Goal: decide on implementation
- How will we implement tags?
- Option 1:As plain text that is appended to slide revisions and decks (e.g. tags: [mathematics, fibonacci, ...] or
- Pros: easy to implement
- Cons: enriching the tags with data from the WWW might become difficult, as we have no place where to save additional information(Roy Meissner )
- Option 2: as URIs that are already linked to further knowledge (RDF)?
- Pros: we might be able to infer knowledge from the WWW, we might be able to present a user enriched recommendations
- Cons: we might not be able to link to distinct topics/concepts in case we are unsure about the meaning of a tag.
- Option 3: as both URIs and Tags (Mariano Rico ) providing both options as Plain text and url like this: '{ name: Scientific, url: http://dbpedia.org/ontology/Scientific }'. (Aleksandr Korovin ) (Option 3 added by Klaas Andries de Graaf for discussion overview purposes - check if I misunderstood argument/pro's/con's)
- Pros: Can get language label via DBpedia via URI (Mariano Rico , see SWIK-903).

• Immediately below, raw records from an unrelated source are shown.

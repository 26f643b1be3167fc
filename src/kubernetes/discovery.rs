// Copyright (c) 2026 kubetables contributors
// SPDX-License-Identifier: BSD-3-Clause

//! Resource discovery.
//!
//! Enumerates every resource kind the cluster advertises (including CRDs)
//! through the Kubernetes discovery API. Runs exactly once, at connector
//! registration; the result is never refreshed.

use kube::Client;
use kube::discovery::{ApiResource, Discovery};
use serde::{Deserialize, Serialize};
use tracing::{debug, info};

use crate::error::{Error, Result};

/// A discovered cluster resource type. Identifies exactly one table.
#[derive(Debug, Clone, PartialEq, Eq, Serialize, Deserialize)]
pub struct ResourceKind {
    /// API group; empty for the core group.
    pub group: String,
    /// Preferred version of the group (e.g. `v1`).
    pub version: String,
    /// Plural resource name used in list endpoints (e.g. `pods`).
    pub plural: String,
    /// Kind name (e.g. `Pod`).
    pub kind: String,
}

impl ResourceKind {
    /// The `apiVersion` string as it appears on manifests.
    pub fn api_version(&self) -> String {
        if self.group.is_empty() {
            self.version.clone()
        } else {
            format!("{}/{}", self.group, self.version)
        }
    }

    pub fn to_api_resource(&self) -> ApiResource {
        ApiResource {
            group: self.group.clone(),
            version: self.version.clone(),
            api_version: self.api_version(),
            kind: self.kind.clone(),
            plural: self.plural.clone(),
        }
    }
}

/// Enumerate all resource kinds available on the cluster.
///
/// Uses each group's preferred version. Subresources (`pods/log`,
/// `pods/exec`, ...) are skipped. A failed discovery call is fatal: there is
/// no partial catalog.
pub async fn discover_resource_kinds(client: &Client) -> Result<Vec<ResourceKind>> {
    let discovery = Discovery::new(client.clone())
        .run()
        .await
        .map_err(Error::Discovery)?;

    let mut kinds = Vec::new();
    for group in discovery.groups() {
        for (resource, _capabilities) in group.recommended_resources() {
            if resource.plural.contains('/') {
                continue;
            }

            debug!(
                group = %resource.group,
                version = %resource.version,
                plural = %resource.plural,
                "Discovered resource kind"
            );

            kinds.push(ResourceKind {
                group: resource.group.clone(),
                version: resource.version.clone(),
                plural: resource.plural.clone(),
                kind: resource.kind.clone(),
            });
        }
    }

    info!(kinds = kinds.len(), "Resource discovery complete");
    Ok(kinds)
}

#[cfg(test)]
mod tests {
    use super::*;

    #[test]
    fn api_version_for_core_group_is_bare_version() {
        let kind = ResourceKind {
            group: String::new(),
            version: "v1".to_string(),
            plural: "pods".to_string(),
            kind: "Pod".to_string(),
        };
        assert_eq!(kind.api_version(), "v1");
    }

    #[test]
    fn api_version_for_named_group_is_prefixed() {
        let kind = ResourceKind {
            group: "apps".to_string(),
            version: "v1".to_string(),
            plural: "deployments".to_string(),
            kind: "Deployment".to_string(),
        };
        assert_eq!(kind.api_version(), "apps/v1");
        assert_eq!(kind.to_api_resource().api_version, "apps/v1");
    }
}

User can still specify tag without URL (Aleksandr Korovin) + link is optional for a tag and links are not requested from users (Roy Meissner ). users are able to add plaintext tags that we might enrich later + urls for tags are added later by our automatic system (e.g. a Named Entity Recognition that is able to disambiguate) (Roy Meissner )
- Cons: not good for keyword searching in MongoDB - Typical model data is an array (https://docs.mongodb.com/manual/tutorial/model-data-for-keyword-search/). Need to test query that will search in tags array by name: tags: \[{name: 'name1', ...}, \{name: 'name2'} , .... ] (Aleksandr Korovin) → also in SOLR? (Serafeim Chatzopoulos )
- Possible complication: disambiguation problem tag → URI link (Roy Meissner). need a custom mapping for tags with some meta information (e.g. slide202 → {tag1 → {sameAs: <url>, algorithm: NamedEntityRecognition, manuallyAdded: false, ...}, tag2 → ...} (Roy Meissner)
- Pros: Can get language label via DBpedia via URI (Mariano Rico , see SWIK-903). User can still specify tag without URL (Aleksandr Korovin) + link is optional for a tag and links are not requested from users (Roy Meissner ). users are able to add plaintext tags that we might enrich later + urls for tags are added later by our automatic system (e.g. a Named Entity Recognition that is able to disambiguate) (Roy Meissner )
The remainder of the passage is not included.